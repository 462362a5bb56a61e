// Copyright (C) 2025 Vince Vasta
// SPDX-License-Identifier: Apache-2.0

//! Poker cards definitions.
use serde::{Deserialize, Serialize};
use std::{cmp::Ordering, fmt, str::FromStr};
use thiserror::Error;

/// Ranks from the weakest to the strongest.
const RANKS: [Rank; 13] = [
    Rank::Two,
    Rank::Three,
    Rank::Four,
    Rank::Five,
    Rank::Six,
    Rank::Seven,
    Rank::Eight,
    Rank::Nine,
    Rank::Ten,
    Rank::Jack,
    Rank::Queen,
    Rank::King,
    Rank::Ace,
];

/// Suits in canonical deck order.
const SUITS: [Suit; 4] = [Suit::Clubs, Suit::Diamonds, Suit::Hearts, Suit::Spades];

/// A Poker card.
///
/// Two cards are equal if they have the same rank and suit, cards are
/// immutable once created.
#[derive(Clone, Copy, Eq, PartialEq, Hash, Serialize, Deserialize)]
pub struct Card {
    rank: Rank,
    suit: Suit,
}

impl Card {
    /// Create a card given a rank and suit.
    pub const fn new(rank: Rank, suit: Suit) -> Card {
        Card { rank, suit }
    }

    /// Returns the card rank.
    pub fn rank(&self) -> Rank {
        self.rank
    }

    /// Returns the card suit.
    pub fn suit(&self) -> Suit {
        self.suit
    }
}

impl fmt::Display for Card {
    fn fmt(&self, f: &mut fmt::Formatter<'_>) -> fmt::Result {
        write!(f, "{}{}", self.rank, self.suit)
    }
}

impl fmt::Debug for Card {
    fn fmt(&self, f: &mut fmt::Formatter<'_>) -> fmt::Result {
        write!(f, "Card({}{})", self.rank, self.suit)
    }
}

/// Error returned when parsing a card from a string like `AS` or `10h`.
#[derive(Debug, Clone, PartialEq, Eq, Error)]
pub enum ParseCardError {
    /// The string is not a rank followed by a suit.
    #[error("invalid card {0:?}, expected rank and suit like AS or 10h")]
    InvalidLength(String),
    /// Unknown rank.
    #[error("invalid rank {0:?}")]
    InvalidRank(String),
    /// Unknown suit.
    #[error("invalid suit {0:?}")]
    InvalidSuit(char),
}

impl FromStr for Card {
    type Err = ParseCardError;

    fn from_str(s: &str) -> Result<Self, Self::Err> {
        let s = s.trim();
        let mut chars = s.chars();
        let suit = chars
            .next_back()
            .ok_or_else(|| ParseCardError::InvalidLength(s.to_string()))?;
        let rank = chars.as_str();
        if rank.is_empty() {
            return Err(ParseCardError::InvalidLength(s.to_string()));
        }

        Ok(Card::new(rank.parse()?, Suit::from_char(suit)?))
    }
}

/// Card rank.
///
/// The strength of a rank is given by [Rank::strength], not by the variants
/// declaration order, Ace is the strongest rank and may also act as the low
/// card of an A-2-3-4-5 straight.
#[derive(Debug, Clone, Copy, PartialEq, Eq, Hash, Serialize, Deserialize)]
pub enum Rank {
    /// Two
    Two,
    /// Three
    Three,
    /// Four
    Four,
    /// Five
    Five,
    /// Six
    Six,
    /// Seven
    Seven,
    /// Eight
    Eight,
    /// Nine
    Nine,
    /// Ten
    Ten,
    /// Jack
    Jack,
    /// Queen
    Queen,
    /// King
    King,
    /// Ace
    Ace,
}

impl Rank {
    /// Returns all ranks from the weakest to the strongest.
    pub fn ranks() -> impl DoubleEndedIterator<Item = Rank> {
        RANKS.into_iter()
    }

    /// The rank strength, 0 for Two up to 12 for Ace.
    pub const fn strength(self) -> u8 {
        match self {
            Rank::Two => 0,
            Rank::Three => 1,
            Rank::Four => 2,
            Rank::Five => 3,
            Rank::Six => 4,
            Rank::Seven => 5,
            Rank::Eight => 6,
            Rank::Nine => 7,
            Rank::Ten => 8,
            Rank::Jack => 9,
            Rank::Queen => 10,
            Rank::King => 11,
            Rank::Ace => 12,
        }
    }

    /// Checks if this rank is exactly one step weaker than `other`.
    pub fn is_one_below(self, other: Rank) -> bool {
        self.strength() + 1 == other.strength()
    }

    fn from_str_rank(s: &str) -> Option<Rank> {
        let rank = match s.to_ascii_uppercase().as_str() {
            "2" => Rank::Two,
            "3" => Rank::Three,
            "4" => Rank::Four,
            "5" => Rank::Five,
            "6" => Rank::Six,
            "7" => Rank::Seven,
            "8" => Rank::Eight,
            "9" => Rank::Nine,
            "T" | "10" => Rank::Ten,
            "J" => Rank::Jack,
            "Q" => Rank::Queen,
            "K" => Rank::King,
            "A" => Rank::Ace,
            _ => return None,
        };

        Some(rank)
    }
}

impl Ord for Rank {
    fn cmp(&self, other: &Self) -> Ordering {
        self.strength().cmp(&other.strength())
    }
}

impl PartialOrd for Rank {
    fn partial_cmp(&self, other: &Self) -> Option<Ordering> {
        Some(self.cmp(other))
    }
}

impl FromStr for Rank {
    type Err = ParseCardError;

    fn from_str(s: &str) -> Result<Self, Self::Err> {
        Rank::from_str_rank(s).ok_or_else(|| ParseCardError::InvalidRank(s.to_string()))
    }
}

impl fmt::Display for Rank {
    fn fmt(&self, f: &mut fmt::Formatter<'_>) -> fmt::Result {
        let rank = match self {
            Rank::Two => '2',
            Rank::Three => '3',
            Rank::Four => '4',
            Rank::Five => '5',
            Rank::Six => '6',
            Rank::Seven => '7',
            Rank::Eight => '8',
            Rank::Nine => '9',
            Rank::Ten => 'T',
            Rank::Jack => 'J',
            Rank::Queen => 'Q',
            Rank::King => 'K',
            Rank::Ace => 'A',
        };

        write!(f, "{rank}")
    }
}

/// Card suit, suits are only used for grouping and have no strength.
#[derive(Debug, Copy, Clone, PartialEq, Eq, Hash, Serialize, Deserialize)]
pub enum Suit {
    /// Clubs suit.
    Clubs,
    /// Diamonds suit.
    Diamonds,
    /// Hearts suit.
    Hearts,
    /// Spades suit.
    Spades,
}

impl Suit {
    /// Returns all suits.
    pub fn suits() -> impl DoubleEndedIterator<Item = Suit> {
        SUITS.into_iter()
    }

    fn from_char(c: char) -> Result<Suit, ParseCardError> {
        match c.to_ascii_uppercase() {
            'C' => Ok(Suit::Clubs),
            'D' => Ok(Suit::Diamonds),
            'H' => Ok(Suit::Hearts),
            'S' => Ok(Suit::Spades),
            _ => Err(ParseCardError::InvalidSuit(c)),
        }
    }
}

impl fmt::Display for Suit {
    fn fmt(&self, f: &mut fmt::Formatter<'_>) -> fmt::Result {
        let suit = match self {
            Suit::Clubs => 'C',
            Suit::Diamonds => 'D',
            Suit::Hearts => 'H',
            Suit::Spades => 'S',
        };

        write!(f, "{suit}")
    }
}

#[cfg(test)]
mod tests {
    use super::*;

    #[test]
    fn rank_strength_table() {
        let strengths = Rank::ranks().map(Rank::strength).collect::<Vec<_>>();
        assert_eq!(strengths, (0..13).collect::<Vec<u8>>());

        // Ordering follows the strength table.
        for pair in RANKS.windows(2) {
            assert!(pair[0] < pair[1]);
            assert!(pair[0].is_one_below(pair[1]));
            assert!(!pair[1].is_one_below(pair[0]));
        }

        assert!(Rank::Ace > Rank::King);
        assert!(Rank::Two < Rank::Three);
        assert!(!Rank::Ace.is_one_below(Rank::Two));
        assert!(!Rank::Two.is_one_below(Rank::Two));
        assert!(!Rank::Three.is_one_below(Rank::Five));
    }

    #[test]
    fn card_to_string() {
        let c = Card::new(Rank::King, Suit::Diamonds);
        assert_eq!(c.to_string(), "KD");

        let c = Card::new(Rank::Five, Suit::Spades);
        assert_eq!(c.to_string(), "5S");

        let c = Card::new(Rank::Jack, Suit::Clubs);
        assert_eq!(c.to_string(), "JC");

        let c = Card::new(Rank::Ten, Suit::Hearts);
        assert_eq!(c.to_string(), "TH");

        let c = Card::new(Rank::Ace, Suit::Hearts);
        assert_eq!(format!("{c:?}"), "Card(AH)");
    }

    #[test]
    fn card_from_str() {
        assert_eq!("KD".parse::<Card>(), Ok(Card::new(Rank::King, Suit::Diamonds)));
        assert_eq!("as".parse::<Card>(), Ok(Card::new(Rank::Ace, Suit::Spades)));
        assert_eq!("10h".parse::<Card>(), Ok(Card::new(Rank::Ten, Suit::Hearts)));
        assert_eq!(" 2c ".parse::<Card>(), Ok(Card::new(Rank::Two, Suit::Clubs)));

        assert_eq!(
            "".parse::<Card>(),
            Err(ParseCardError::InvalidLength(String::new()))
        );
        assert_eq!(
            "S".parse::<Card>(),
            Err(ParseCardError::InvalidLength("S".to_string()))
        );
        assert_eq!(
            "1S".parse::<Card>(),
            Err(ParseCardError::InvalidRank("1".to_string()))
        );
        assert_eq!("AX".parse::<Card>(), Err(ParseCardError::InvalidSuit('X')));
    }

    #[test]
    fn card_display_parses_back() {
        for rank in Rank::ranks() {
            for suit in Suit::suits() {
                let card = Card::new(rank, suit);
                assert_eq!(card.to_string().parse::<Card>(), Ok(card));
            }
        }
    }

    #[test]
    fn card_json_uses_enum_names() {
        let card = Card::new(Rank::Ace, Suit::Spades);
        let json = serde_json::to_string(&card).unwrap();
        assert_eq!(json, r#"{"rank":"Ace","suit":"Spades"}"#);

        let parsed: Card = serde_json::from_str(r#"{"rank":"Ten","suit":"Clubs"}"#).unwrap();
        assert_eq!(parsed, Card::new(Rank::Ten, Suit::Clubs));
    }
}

_What the exercise asks_: Give an exact copy of the lines above from the line with "12 for Ace." up to and including the line with "fn from_str_rank(s: &str)", and leave everything else out.

_Answer box_:
    /// The rank strength, 0 for Two up to 12 for Ace.
    pub const fn strength(self) -> u8 {
        match self {
            Rank::Two => 0,
            Rank::Three => 1,
            Rank::Four => 2,
            Rank::Five => 3,
            Rank::Six => 4,
            Rank::Seven => 5,
            Rank::Eight => 6,
            Rank::Nine => 7,
            Rank::Ten => 8,
            Rank::Jack => 9,
            Rank::Queen => 10,
            Rank::King => 11,
            Rank::Ace => 12,
        }
    }

    /// Checks if this rank is exactly one step weaker than `other`.
    pub fn is_one_below(self, other: Rank) -> bool {
        self.strength() + 1 == other.strength()
    }

    fn from_str_rank(s: &str) -> Option<Rank> {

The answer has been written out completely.